* **Dataset**
use crate::error::HistoryError;
use crate::request::HistoryRequest;
use crate::service::HistoryQueryService;
use crate::types::ResultSet;
use axum::extract::State;
use axum::http::StatusCode;
use axum::routing::{get, post};
use axum::{Json, Router};
use tower_http::cors::CorsLayer;
use tower_http::trace::TraceLayer;

#[derive(Clone)]
pub struct HttpState {
    pub service: HistoryQueryService,
}

fn map_history_error(err: HistoryError) -> (StatusCode, String) {
    let status = match &err {
        HistoryError::Configuration(_) => StatusCode::BAD_REQUEST,
        HistoryError::Connection { .. } => StatusCode::SERVICE_UNAVAILABLE,
        HistoryError::Timeout(_) => StatusCode::GATEWAY_TIMEOUT,
        HistoryError::Query { .. } | HistoryError::Internal(_) => StatusCode::INTERNAL_SERVER_ERROR,
    };
    if status.is_server_error() {
        tracing::error!(error = %err, status = %status, "history query failed");
    } else {
        tracing::warn!(error = %err, "history request rejected");
    }
    (status, err.to_string())
}

async fn healthz() -> &'static str {
    "ok"
}

async fn post_query(
    State(state): State<HttpState>,
    Json(payload): Json<HistoryRequest>,
) -> Result<Json<ResultSet>, (StatusCode, String)> {
    let result = state.service.run(payload).await.map_err(map_history_error)?;
    Ok(Json(result))
}

pub fn router(state: HttpState) -> Router {
    Router::new()
        .route("/healthz", get(healthz))
        .route("/v1/history/query", post(post_query))
        .layer(TraceLayer::new_for_http())
        .layer(CorsLayer::permissive())
        .with_state(state)
}
use crate::error::{HistoryError, HistoryResult};
use crate::sql::SqlParams;

/// Category value meaning "no category filter".
pub const NO_CATEGORY: &str = "none";

pub const METADATA_TABLE: &str = "hai_vars";

/// Which channels a request targets: explicit names, a metadata category, or both.
#[derive(Debug, Clone, PartialEq, Eq, Default)]
pub struct ChannelSelector {
    channels: Vec<String>,
    category: Option<String>,
}

impl ChannelSelector {
    /// Channel names are trimmed and deduplicated (first occurrence wins);
    /// a blank or `"none"` category disables category filtering.
    pub fn new<I, S>(channels: I, category: &str) -> Self
    where
        I: IntoIterator<Item = S>,
        S: AsRef<str>,
    {
        let mut unique: Vec<String> = Vec::new();
        for channel in channels {
            let channel = channel.as_ref().trim();
            if channel.is_empty() || unique.iter().any(|known| known == channel) {
                continue;
            }
            unique.push(channel.to_string());
        }

        let category = category.trim();
        let category = if category.is_empty() || category == NO_CATEGORY {
            None
        } else {
            Some(category.to_string())
        };

        Self {
            channels: unique,
            category,
        }
    }

    pub fn channels(&self) -> &[String] {
        &self.channels
    }

    pub fn category(&self) -> Option<&str> {
        self.category.as_deref()
    }

    pub fn is_empty(&self) -> bool {
        self.channels.is_empty() && self.category.is_none()
    }

    pub fn validate(&self) -> HistoryResult<()> {
        if self.is_empty() {
            return Err(HistoryError::configuration(
                "no channel or category specified",
            ));
        }
        Ok(())
    }

    /// Compiles the selector into a predicate over `{alias}.channel_name`.
    ///
    /// Every channel name and the category are bound through `params`.
    pub fn compile(&self, alias: &str, params: &mut SqlParams) -> String {
        let column = format!("{alias}.channel_name");
        match (self.channels.is_empty(), self.category.as_deref()) {
            (false, Some(category)) => {
                let category = params.push(category.to_string());
                let names = params.push_list(self.channels.iter().cloned());
                format!(
                    "{column} IN (SELECT channel_name FROM {METADATA_TABLE} WHERE category = {category} AND channel_name IN ({names}))"
                )
            }
            (false, None) => {
                let names = params.push_list(self.channels.iter().cloned());
                format!("{column} IN ({names})")
            }
            (true, Some(category)) => {
                let category = params.push(category.to_string());
                format!(
                    "{column} IN (SELECT channel_name FROM {METADATA_TABLE} WHERE category = {category})"
                )
            }
            (true, None) => "1 = 1".to_string(),
        }
    }
}
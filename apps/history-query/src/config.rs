use crate::request::{parse_channel_list, QueryDefaults};
use anyhow::{anyhow, Context, Result};
use std::env;
use std::path::PathBuf;
use std::time::Duration;

const DEFAULT_DB_PATH: &str = "/database/data_storage.db";

#[derive(Debug, Clone)]
pub struct Config {
    pub db_path: PathBuf,
    pub http_bind: String,
    pub query_timeout: Duration,
    pub max_concurrent: usize,
    pub defaults: QueryDefaults,
}

impl Config {
    pub fn from_env() -> Result<Self> {
        dotenvy::dotenv().ok();

        let db_path = PathBuf::from(env_string("HISTORY_DB_PATH", Some(DEFAULT_DB_PATH.to_string()))?);
        let http_bind = env_string("HISTORY_HTTP_BIND", Some("127.0.0.1:9102".to_string()))?;

        let query_timeout = Duration::from_millis(env_u64("HISTORY_QUERY_TIMEOUT_MS", Some(30_000))?);
        if query_timeout.is_zero() {
            return Err(anyhow!("HISTORY_QUERY_TIMEOUT_MS must be greater than zero"));
        }
        let max_concurrent = env_u64("HISTORY_MAX_CONCURRENT", Some(4))?.max(1) as usize;

        let fallback = QueryDefaults::default();
        let defaults = QueryDefaults {
            channels: env_optional("HISTORY_DEFAULT_CHANNELS")
                .map(|raw| parse_channel_list(&raw))
                .unwrap_or_default(),
            time_range: env_optional("HISTORY_DEFAULT_TIME_RANGE").unwrap_or(fallback.time_range),
            agg_func: env_optional("HISTORY_DEFAULT_AGG_FUNC").unwrap_or(fallback.agg_func),
            agg_interval: env_optional("HISTORY_DEFAULT_AGG_INTERVAL")
                .unwrap_or(fallback.agg_interval),
            category: env_optional("HISTORY_DEFAULT_CATEGORY").unwrap_or(fallback.category),
        };

        Ok(Self {
            db_path,
            http_bind,
            query_timeout,
            max_concurrent,
            defaults,
        })
    }
}

fn env_string(key: &str, default: Option<String>) -> Result<String> {
    match env::var(key) {
        Ok(value) => Ok(value.trim().to_string()),
        Err(_) => default.ok_or_else(|| anyhow!("missing env var {key}")),
    }
}

fn env_u64(key: &str, default: Option<u64>) -> Result<u64> {
    match env::var(key) {
        Ok(value) => value
            .trim()
            .parse::<u64>()
            .with_context(|| format!("invalid {key}")),
        Err(_) => default.ok_or_else(|| anyhow!("missing env var {key}")),
    }
}

fn env_optional(key: &str) -> Option<String> {
    env::var(key).ok().map(|v| v.trim().to_string()).filter(|v| !v.is_empty())
}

* **What to work on**
Copy every line of the records above that holds the word "Duration".

* **Solution to this task**
use std::time::Duration;
    pub query_timeout: Duration,
        let query_timeout = Duration::from_millis(env_u64("HISTORY_QUERY_TIMEOUT_MS", Some(30_000))?);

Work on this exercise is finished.